Promotes subspecialty thinking. Executive function and processing speed improvements are heavily linked to vascular health and frontostriatal networks, suggesting the intervention primarily mitigated vascular contributions to cognitive impairment rather than altering pure amyloid/tau (Alzheimer's) pathology.

Attending
Attending

Given the modest absolute effect size (difference in NTB Z-score of 0.022 per year) and high resource intensity of the FINGER intervention, how do you translate these findings into realistic, sustainable recommendations for patients without overwhelming them or the healthcare system?

Key Response

Tackles real-world applicability. Attendings must weigh clinical significance versus statistical significance and resource allocation. Teaching point: While multidomain interventions are efficacious in controlled settings, real-world effectiveness relies on finding scalable, community-based adaptations that patients can maintain long-term, perhaps introducing one domain at a time.

Scholarly Review

Critical appraisal through the lens of expert reviewers and guideline development

PhD
PhD

Multidomain interventions like FINGER make it difficult to isolate the active ingredient. From a trial design perspective, how would you design a follow-up study to determine synergistic versus additive effects of the individual components without requiring an unfeasible sample size?

Key Response

Critiques the black box nature of multidomain trials.

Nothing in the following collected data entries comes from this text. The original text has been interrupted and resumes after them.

use std::path::{Path, PathBuf};

use serde::{Deserialize, Serialize};
use tracing::{debug, info};

use super::evaluation::Evaluation;
use super::naive_bayes::MultinomialNb;
use super::vectorizer::TfidfVectorizer;
use crate::error::{DetectorError, Result};

/// Bumped whenever the serialized layout changes.
pub const FORMAT_VERSION: u32 = 1;

/// How a model was trained and how it scored on its held-out partition.
#[derive(Debug, Clone, PartialEq, Serialize, Deserialize)]
pub struct TrainingMetadata {
    pub seed: u64,
    pub test_ratio: f64,
    pub alpha: f64,
    pub train_size: usize,
    pub test_size: usize,
    pub evaluation: Evaluation,
}

/// Fitted vectorizer and classifier, persisted and loaded as one unit.
///
/// Never mutated after construction; retraining produces a new artifact.
#[derive(Debug, Clone, PartialEq, Serialize, Deserialize)]
pub struct ModelArtifact {
    version: u32,
    pub vectorizer: TfidfVectorizer,
    pub classifier: MultinomialNb,
    pub metadata: TrainingMetadata,
}

impl ModelArtifact {
    pub fn new(
        vectorizer: TfidfVectorizer,
        classifier: MultinomialNb,
        metadata: TrainingMetadata,
    ) -> Self {
        Self {
            version: FORMAT_VERSION,
            vectorizer,
            classifier,
            metadata,
        }
    }

    pub fn to_bytes(&self) -> Result<Vec<u8>> {
        Ok(bincode::serialize(self)?)
    }

    pub fn from_bytes(bytes: &[u8]) -> Result<Self> {
        let artifact: ModelArtifact = bincode::deserialize(bytes)?;
        if artifact.version != FORMAT_VERSION {
            return Err(DetectorError::Artifact(format!(
                "unsupported model format version {} (expected {})",
                artifact.version, FORMAT_VERSION
            )));
        }
        if !artifact.vectorizer.is_consistent()
            || !artifact
                .classifier
                .is_consistent(artifact.vectorizer.vocabulary_size())
        {
            return Err(DetectorError::Artifact(
                "model tables are inconsistent with the vocabulary".to_string(),
            ));
        }
        Ok(artifact)
    }

    /// Write the artifact, atomically replacing any existing file at `path`.
    pub fn save(&self, path: &Path) -> Result<()> {
        let bytes = self.to_bytes()?;
        let tmp = temp_path(path);
        std::fs::write(&tmp, &bytes)?;
        if let Err(err) = std::fs::rename(&tmp, path) {
            let _ = std::fs::remove_file(&tmp);
            return Err(err.into());
        }
        info!(path = %path.display(), bytes = bytes.len(), "saved model artifact");
        Ok(())
    }

    pub fn load(path: &Path) -> Result<Self> {
        let bytes = std::fs::read(path)?;
        let artifact = Self::from_bytes(&bytes)?;
        info!(
            path = %path.display(),
            vocabulary = artifact.vectorizer.vocabulary_size(),
            "loaded model artifact"
        );
        debug!(accuracy = artifact.metadata.evaluation.accuracy, "held-out accuracy at training time");
        Ok(artifact)
    }
}

/// Sibling temp file, so the final rename stays on one filesystem.
fn temp_path(path: &Path) -> PathBuf {
    let mut name = path
        .file_name()
        .map(|n| n.to_os_string())
        .unwrap_or_else(|| "model".into());
    name.push(".tmp");
    path.with_file_name(name)
}
//! Text preparation for the classifier.
//!
//! - [`normalizer`] — deterministic cleanup of raw email text.
//! - [`tokenizer`] — token and unigram/bigram term extraction over normalized text.
//! - [`stopwords`] — the fixed English stop-word list dropped before term extraction.

pub mod normalizer;
pub mod stopwords;
pub mod tokenizer;
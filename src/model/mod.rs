//! Feature space and probabilistic classifier.
//!
//! - [`vectorizer`] — TF-IDF weighting over a vocabulary fixed at fit time.
//! - [`naive_bayes`] — multinomial naive Bayes with additive smoothing.
//! - [`split`] — seeded stratified train/held-out partition.
//! - [`evaluation`] — accuracy and per-class precision/recall on held-out data.
//! - [`artifact`] — the persisted vectorizer + classifier bundle.

use crate::models::{Label, Prediction};

pub mod artifact;
pub mod evaluation;
pub mod naive_bayes;
pub mod split;
pub mod vectorizer;

use vectorizer::FeatureVector;

/// A fitted classifier over TF-IDF features.
///
/// Implementors only supply per-class joint log-likelihoods; the posterior,
/// label and confidence are always derived from them.
pub trait Classifier {
    /// Classes in model order.
    fn classes(&self) -> &[Label];

    /// `log P(c) + log P(x | c)` for every class, in [`Classifier::classes`] order.
    fn joint_log_likelihood(&self, features: &FeatureVector) -> Vec<f64>;

    /// Classify a feature vector. Ties go to the earliest class in model order.
    fn predict(&self, features: &FeatureVector) -> Prediction {
        let jll = self.joint_log_likelihood(features);
        let classes = self.classes();

        let mut best = 0;
        for (i, v) in jll.iter().enumerate() {
            if *v > jll[best] {
                best = i;
            }
        }

        // log-sum-exp shifted by the maximum
        let max = jll[best];
        let exp: Vec<f64> = jll.iter().map(|v| (v - max).exp()).collect();
        let total: f64 = exp.iter().sum();
        let posteriors: Vec<(Label, f64)> = classes
            .iter()
            .copied()
            .zip(exp.iter().map(|e| (e / total).clamp(0.0, 1.0)))
            .collect();

        Prediction {
            label: classes[best],
            confidence: posteriors[best].1,
            posteriors,
        }
    }
}
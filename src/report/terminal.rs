use std::path::Path;

use anyhow::Result;
use colored::*;
use comfy_table::presets::UTF8_FULL;
use comfy_table::{Attribute, Cell, CellAlignment, Color, ContentArrangement, Table};

use crate::model::artifact::TrainingMetadata;
use crate::models::{Label, Prediction, RiskAssessment, ScoredRecord, Severity, TermMatch};

const METER_WIDTH: usize = 20;

/// Render the verdict and risk explanation for a single email.
pub fn render_prediction(raw: &str, prediction: &Prediction, risk: &RiskAssessment, quiet: bool) {
    let verdict = verdict_label(prediction.label);

    if quiet {
        println!(
            "{}  {:.2}%  risk {:.0}% ({})",
            verdict,
            prediction.confidence * 100.0,
            risk.risk_percent,
            risk.match_count
        );
        return;
    }

    println!(
        "\n {} v{}\n",
        "spam-detector".bold(),
        env!("CARGO_PKG_VERSION")
    );
    println!(
        " Prediction : {} ({:.2}%)",
        verdict,
        prediction.confidence * 100.0
    );
    println!(
        " Suspicious : {} word(s)",
        risk.match_count.to_string().bold()
    );
    println!(
        " Risk       : {} {:>3.0}% {}",
        risk_meter(risk.risk_percent, risk.severity),
        risk.risk_percent,
        severity_label(risk.severity)
    );

    if !raw.is_empty() {
        println!("\n {}\n", "Highlighted suspicious words:".bold());
        for line in colorize_matches(raw, &risk.matches).lines() {
            println!("   {}", line);
        }
    }
    println!();
}

/// Render a table of scored batch records with a summary line.
///
/// Only spam or medium/high risk records are listed unless `verbose`.
pub fn render_batch(records: &[ScoredRecord], path: &Path, verbose: bool, quiet: bool) -> Result<()> {
    let total = records.len();
    let spam_count = records.iter().filter(|r| r.prediction.label == Label::Spam).count();
    let high_count = records.iter().filter(|r| r.risk.severity == Severity::High).count();

    if quiet {
        println!(
            "Total: {}  Spam: {}  Safe: {}  High risk: {}",
            total,
            spam_count.to_string().red(),
            (total - spam_count).to_string().green(),
            high_count.to_string().red(),
        );
        return Ok(());
    }

    println!(
        "\n {} v{}",
        "spam-detector".bold(),
        env!("CARGO_PKG_VERSION")
    );
    println!(" Scored: {}\n", path.display());

    let mut table = Table::new();
    table
        .load_preset(UTF8_FULL)
        .set_content_arrangement(ContentArrangement::Dynamic)
        .set_header(vec![
            Cell::new("#").add_attribute(Attribute::Bold),
            Cell::new("Text").add_attribute(Attribute::Bold),
            Cell::new("Prediction").add_attribute(Attribute::Bold),
            Cell::new("Confidence").add_attribute(Attribute::Bold),
            Cell::new("Matches").add_attribute(Attribute::Bold),
            Cell::new("Risk").add_attribute(Attribute::Bold),
        ]);

    let mut shown = 0;
    for (i, record) in records.iter().enumerate() {
        let flagged = record.prediction.label == Label::Spam
            || record.risk.severity != Severity::Low;
        if !verbose && !flagged {
            continue;
        }
        shown += 1;

        let (prediction_str, prediction_color) = match record.prediction.label {
            Label::Spam => ("✗ spam", Color::Red),
            Label::Safe => ("✓ safe", Color::Green),
        };

        table.add_row(vec![
            Cell::new(i + 1),
            Cell::new(preview(&record.text, 60)),
            Cell::new(prediction_str)
                .fg(prediction_color)
                .set_alignment(CellAlignment::Center),
            Cell::new(format!("{:.1}%", record.prediction.confidence * 100.0))
                .set_alignment(CellAlignment::Right),
            Cell::new(record.risk.match_count).set_alignment(CellAlignment::Right),
            Cell::new(format!("{:.0}% {}", record.risk.risk_percent, record.risk.severity))
                .fg(severity_color(record.risk.severity)),
        ]);
    }

    if shown > 0 {
        println!("{}", table);
    } else {
        println!(" {} Nothing flagged.", "✓".green());
    }

    println!(
        "\n Total: {}  {} Spam: {}  {} Safe: {}  {} High risk: {}\n",
        total,
        "✗".red(),
        spam_count,
        "✓".green(),
        total - spam_count,
        "⚠".yellow(),
        high_count
    );

    Ok(())
}

/// Render the held-out evaluation of a freshly trained model.
pub fn render_training(metadata: &TrainingMetadata, model_path: &Path, quiet: bool) {
    let eval = &metadata.evaluation;

    if quiet {
        println!("accuracy {:.4}  saved {}", eval.accuracy, model_path.display());
        return;
    }

    println!(" ┌────────────────────────────────────────────────────┐");
    println!(" │  {:<48}  │", "TRAINING SUMMARY".bold());
    println!(
        " │  {:<48}  │",
        format!("Train / held-out : {} / {}", metadata.train_size, metadata.test_size)
    );
    println!(
        " │  {:<48}  │",
        format!("Seed / alpha     : {} / {}", metadata.seed, metadata.alpha)
    );
    println!(
        " │  {:<48}  │",
        format!("Accuracy         : {:.2}%", eval.accuracy * 100.0)
    );
    println!(" └────────────────────────────────────────────────────┘\n");

    let mut table = Table::new();
    table
        .load_preset(UTF8_FULL)
        .set_content_arrangement(ContentArrangement::Dynamic)
        .set_header(vec![
            Cell::new("Class").add_attribute(Attribute::Bold),
            Cell::new("Precision").add_attribute(Attribute::Bold),
            Cell::new("Recall").add_attribute(Attribute::Bold),
            Cell::new("Support").add_attribute(Attribute::Bold),
        ]);

    for class in &eval.classes {
        table.add_row(vec![
            Cell::new(class.label.to_string()),
            Cell::new(format!("{:.3}", class.precision)).set_alignment(CellAlignment::Right),
            Cell::new(format!("{:.3}", class.recall)).set_alignment(CellAlignment::Right),
            Cell::new(class.support).set_alignment(CellAlignment::Right),
        ]);
    }

    println!("{}", table);
    println!("\n {} Model saved to {}\n", "✓".green(), model_path.display());
}

fn verdict_label(label: Label) -> ColoredString {
    match label {
        Label::Spam => "⚠ SPAM".red().bold(),
        Label::Safe => "✓ SAFE".green().bold(),
    }
}

fn severity_label(severity: Severity) -> ColoredString {
    match severity {
        Severity::Low => "low".green(),
        Severity::Medium => "medium".yellow(),
        Severity::High => "high".red().bold(),
    }
}

fn severity_color(severity: Severity) -> Color {
    match severity {
        Severity::Low => Color::Green,
        Severity::Medium => Color::Yellow,
        Severity::High => Color::Red,
    }
}

fn risk_meter(risk_percent: f64, severity: Severity) -> String {
    let filled = ((risk_percent / 100.0) * METER_WIDTH as f64).round() as usize;
    let filled = filled.min(METER_WIDTH);
    let bar = "█".repeat(filled);
    let bar = match severity {
        Severity::Low => bar.green(),
        Severity::Medium => bar.yellow(),
        Severity::High => bar.red(),
    };
    format!("[{}{}]", bar, "░".repeat(METER_WIDTH - filled))
}

/// Raw text with matched spans in bold yellow; spans are byte ranges sorted by start.
fn colorize_matches(raw: &str, matches: &[TermMatch]) -> String {
    let mut out = String::with_capacity(raw.len());
    let mut cursor = 0;
    for m in matches {
        out.push_str(&raw[cursor..m.start]);
        out.push_str(&raw[m.start..m.end].yellow().bold().to_string());
        cursor = m.end;
    }
    out.push_str(&raw[cursor..]);
    out
}

/// First `max` characters of `text` on one line.
fn preview(text: &str, max: usize) -> String {
    let flat: String = text.split_whitespace().collect::<Vec<_>>().join(" ");
    if flat.chars().count() <= max {
        flat
    } else {
        let cut: String = flat.chars().take(max.saturating_sub(1)).collect();
        format!("{}…", cut)
    }
}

A traditional 2x2x2x2 factorial design would require massive sample sizes. A SMART (Sequential Multiple Assignment Randomized Trial) or a fractional factorial design (like the MOST framework) would be a more methodologically sound approach to identify component efficacy and interactions efficiently.

Journal Editor
Journal Editor

In reviewing the FINGER trial, how does the use of an active control group (general health advice) rather than a pure passive control impact the internal validity and the interpretation of the effect sizes, especially regarding the Hawthorne effect?

Key Response

Editors look for validity threats. An active control mitigates the Hawthorne effect and placebo-like expectations, making the results more robust against attention bias. However, it might underestimate the true effect size compared to a do-nothing control, which a seasoned reviewer must factor into the editorial significance of the modest Z-score differences.

Guideline Committee
Guideline Committee

Should current WHO and AHA/ASA guidelines on cognitive decline prevention be updated to strongly recommend structured, multidomain lifestyle interventions over single-domain advice, and what level of evidence does the FINGER trial provide for this recommendation?

Key Response

The FINGER trial provides Level 1b evidence (and Level 1a when combined with trials like MAPT and preDIVA in meta-analyses) that multidomain interventions are effective. In fact, the WHO explicitly cited the FINGER trial in their 2019 guidelines to issue a strong recommendation for multi-domain lifestyle interventions to reduce the risk of cognitive decline, moving away from isolated single-domain recommendations.

Clinical Landscape

Noteworthy Related Trials

2016

PreDIVA Trial

n = 3,526 · Lancet

Tested

Nurse-led intensive vascular care

Population

Community-dwelling adults aged 70-78 years

Comparator

Standard care

Endpoint

Incidence of all-cause dementia

Key result: Nurse-led intensive vascular care did not result in a statistically significant reduction in the incidence of all-cause dementia over 6.7 years.
2017

MAPT Trial

n = 1,680 · Lancet Neurol

Tested

Multidomain intervention (cognitive, physical, nutrition) plus omega-3

Population

Frail older adults with subjective memory complaints

Comparator

Placebo/Standard care

Endpoint

Change in cognitive composite score at 3 years

Key result: The multidomain intervention combined with omega-3 did not significantly slow cognitive decline over 3 years compared to placebo.
2019

SPRINT MIND Trial

n = 9,361 · JAMA

Tested

Intensive blood pressure control (target SBP <120 mm Hg)

Population

Adults 50 years or older with hypertension and high CV risk

Comparator

Standard BP control (target SBP <140 mm Hg)

Endpoint

Probable dementia

Key result: Intensive BP control significantly reduced the risk of mild cognitive impairment and the combined risk of MCI or probable dementia.